===== The data

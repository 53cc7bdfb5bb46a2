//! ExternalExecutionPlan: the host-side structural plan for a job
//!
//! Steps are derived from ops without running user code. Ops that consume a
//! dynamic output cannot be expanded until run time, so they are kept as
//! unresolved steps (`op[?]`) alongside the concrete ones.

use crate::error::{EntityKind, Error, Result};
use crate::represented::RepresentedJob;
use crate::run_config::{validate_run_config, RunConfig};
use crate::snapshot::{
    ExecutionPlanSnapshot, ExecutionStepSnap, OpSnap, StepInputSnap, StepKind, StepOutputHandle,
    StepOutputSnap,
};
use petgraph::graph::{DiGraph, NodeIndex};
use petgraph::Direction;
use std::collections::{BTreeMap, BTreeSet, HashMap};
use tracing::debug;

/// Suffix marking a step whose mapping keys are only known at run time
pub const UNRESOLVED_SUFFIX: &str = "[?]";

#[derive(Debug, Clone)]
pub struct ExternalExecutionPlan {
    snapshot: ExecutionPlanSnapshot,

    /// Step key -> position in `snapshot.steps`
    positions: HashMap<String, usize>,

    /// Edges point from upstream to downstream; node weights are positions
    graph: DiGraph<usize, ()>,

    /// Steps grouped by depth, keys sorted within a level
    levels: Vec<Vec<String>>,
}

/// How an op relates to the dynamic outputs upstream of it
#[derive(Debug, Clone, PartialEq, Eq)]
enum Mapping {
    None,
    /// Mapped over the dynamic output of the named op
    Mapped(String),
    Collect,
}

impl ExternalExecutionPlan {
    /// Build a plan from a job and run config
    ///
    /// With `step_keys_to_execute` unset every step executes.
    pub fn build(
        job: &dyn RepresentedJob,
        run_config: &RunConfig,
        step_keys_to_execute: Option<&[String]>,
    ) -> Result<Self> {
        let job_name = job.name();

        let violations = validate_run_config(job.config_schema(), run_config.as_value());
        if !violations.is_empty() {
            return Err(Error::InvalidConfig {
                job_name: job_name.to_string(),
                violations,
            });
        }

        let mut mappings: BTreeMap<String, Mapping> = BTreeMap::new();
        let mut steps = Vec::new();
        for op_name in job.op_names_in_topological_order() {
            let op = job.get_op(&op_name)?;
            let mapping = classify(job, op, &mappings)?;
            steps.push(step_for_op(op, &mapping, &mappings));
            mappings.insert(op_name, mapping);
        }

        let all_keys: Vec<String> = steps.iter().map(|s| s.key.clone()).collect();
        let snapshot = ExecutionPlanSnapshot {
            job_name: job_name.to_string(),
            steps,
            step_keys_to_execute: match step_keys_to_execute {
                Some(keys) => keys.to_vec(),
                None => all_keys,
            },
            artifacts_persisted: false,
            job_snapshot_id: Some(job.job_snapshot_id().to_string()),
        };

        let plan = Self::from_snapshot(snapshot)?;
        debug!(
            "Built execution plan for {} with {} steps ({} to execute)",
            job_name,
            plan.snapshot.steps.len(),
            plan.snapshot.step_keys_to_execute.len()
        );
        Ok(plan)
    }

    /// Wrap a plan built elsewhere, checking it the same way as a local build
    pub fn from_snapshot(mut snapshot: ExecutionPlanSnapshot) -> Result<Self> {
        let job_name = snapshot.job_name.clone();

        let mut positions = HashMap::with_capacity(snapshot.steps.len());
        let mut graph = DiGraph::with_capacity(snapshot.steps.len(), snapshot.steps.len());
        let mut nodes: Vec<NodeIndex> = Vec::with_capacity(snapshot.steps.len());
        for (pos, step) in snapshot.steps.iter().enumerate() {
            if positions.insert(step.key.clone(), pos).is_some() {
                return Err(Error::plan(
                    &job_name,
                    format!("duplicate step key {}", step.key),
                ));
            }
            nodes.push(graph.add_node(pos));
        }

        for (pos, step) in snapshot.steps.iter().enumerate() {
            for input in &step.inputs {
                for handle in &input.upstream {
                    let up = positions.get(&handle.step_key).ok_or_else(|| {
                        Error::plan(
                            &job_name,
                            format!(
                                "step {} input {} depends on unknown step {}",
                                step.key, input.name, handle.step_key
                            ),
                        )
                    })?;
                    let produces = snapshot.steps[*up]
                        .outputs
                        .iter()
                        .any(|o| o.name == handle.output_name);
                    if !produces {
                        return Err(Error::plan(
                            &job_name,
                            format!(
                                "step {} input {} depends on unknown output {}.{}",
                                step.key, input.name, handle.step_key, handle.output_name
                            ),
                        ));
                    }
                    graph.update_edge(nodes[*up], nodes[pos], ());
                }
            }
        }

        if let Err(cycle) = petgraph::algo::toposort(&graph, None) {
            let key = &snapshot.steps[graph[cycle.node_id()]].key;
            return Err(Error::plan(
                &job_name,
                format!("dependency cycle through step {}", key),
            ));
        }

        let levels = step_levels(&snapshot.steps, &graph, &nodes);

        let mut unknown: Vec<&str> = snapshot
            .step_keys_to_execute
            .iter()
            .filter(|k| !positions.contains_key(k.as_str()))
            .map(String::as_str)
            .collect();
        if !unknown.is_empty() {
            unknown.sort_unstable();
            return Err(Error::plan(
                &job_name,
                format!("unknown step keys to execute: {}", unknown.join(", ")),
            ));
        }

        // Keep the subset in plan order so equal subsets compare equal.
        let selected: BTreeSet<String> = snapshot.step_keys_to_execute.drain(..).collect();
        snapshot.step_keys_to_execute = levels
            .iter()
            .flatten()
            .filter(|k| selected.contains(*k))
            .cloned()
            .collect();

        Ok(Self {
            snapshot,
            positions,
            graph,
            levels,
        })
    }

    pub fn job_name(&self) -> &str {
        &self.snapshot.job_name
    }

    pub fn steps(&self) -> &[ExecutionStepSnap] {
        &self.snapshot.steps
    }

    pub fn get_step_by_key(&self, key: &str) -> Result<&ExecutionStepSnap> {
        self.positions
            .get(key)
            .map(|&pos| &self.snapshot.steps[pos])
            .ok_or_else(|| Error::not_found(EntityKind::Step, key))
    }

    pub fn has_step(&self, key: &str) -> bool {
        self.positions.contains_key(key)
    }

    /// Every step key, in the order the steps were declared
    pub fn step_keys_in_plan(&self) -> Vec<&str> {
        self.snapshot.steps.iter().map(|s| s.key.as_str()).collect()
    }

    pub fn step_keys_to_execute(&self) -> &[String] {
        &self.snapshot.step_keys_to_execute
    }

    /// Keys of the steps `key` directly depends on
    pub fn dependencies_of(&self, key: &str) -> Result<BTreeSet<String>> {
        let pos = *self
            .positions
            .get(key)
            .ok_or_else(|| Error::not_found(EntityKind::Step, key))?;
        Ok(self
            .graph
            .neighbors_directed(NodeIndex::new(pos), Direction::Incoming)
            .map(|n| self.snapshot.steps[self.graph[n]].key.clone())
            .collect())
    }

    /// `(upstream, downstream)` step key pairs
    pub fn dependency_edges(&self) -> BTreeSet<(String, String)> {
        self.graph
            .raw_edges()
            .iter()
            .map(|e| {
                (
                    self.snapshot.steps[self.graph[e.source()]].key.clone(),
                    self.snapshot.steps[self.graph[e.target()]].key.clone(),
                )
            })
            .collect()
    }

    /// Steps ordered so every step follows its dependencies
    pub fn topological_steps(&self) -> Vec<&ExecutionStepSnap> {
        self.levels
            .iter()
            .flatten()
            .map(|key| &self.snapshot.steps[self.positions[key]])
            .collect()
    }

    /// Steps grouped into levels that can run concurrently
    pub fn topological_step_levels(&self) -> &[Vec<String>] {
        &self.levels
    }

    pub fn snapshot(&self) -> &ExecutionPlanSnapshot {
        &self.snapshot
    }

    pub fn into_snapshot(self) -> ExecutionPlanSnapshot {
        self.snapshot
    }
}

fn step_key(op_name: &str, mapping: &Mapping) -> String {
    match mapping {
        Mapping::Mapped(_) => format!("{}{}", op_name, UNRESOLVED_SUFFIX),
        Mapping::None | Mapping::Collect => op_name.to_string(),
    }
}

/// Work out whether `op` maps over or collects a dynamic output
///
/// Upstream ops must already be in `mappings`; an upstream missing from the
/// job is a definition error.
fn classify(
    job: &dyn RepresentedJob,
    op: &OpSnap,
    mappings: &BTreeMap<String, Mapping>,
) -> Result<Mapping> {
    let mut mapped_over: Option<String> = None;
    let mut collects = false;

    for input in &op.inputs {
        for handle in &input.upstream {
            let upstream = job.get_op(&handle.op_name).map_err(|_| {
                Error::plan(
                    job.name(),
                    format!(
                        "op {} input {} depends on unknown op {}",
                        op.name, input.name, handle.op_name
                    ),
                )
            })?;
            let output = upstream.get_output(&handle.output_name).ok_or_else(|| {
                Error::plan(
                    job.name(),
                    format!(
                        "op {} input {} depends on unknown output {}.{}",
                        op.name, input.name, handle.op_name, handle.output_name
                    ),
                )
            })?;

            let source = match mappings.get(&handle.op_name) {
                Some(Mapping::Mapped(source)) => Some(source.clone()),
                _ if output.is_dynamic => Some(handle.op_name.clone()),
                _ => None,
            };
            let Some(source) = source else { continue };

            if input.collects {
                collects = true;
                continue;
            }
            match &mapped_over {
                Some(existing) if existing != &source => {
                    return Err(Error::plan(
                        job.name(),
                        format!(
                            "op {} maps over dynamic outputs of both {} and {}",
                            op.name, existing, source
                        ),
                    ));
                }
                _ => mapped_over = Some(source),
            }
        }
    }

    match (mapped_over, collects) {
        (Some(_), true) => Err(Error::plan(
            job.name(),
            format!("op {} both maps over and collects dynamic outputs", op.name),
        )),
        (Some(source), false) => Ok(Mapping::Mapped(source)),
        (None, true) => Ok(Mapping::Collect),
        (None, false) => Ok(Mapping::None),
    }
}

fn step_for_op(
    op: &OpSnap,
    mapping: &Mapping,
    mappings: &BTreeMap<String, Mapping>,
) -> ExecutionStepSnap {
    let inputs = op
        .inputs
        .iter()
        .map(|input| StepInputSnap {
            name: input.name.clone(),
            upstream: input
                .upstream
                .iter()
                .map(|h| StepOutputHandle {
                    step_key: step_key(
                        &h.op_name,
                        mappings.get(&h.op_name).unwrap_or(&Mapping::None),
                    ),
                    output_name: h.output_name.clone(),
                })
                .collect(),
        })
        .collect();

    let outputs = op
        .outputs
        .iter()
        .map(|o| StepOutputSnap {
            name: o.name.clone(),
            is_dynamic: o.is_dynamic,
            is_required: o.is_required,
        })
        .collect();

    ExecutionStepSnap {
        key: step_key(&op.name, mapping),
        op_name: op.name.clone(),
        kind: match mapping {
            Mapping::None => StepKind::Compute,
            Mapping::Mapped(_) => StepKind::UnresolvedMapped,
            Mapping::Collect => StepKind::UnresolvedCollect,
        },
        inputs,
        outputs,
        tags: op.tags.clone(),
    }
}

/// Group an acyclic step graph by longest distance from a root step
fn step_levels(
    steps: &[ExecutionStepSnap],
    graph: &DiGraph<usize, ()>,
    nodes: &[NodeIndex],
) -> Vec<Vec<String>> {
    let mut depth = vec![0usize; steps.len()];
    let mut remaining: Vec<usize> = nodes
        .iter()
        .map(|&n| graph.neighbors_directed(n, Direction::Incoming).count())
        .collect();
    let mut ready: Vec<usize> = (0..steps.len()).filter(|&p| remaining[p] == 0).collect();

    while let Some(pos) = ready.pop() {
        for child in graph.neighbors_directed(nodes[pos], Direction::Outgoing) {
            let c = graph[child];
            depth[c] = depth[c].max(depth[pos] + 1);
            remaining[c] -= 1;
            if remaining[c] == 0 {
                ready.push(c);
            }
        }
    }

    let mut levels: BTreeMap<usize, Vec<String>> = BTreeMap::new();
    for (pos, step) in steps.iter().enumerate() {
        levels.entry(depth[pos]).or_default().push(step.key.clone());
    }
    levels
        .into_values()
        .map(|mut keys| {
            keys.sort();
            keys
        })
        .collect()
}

==========

■ **Problem details**
Looking at the records above, return exactly the lines from the line with "follows its dependencies" to the line with "pub fn topological_step_levels(&self)", both ends included.

■ **Answer to the problem**
    /// Steps ordered so every step follows its dependencies
    pub fn topological_steps(&self) -> Vec<&ExecutionStepSnap> {
        self.levels
            .iter()
            .flatten()
            .map(|key| &self.snapshot.steps[self.positions[key]])
            .collect()
    }

    /// Steps grouped into levels that can run concurrently
    pub fn topological_step_levels(&self) -> &[Vec<String>] {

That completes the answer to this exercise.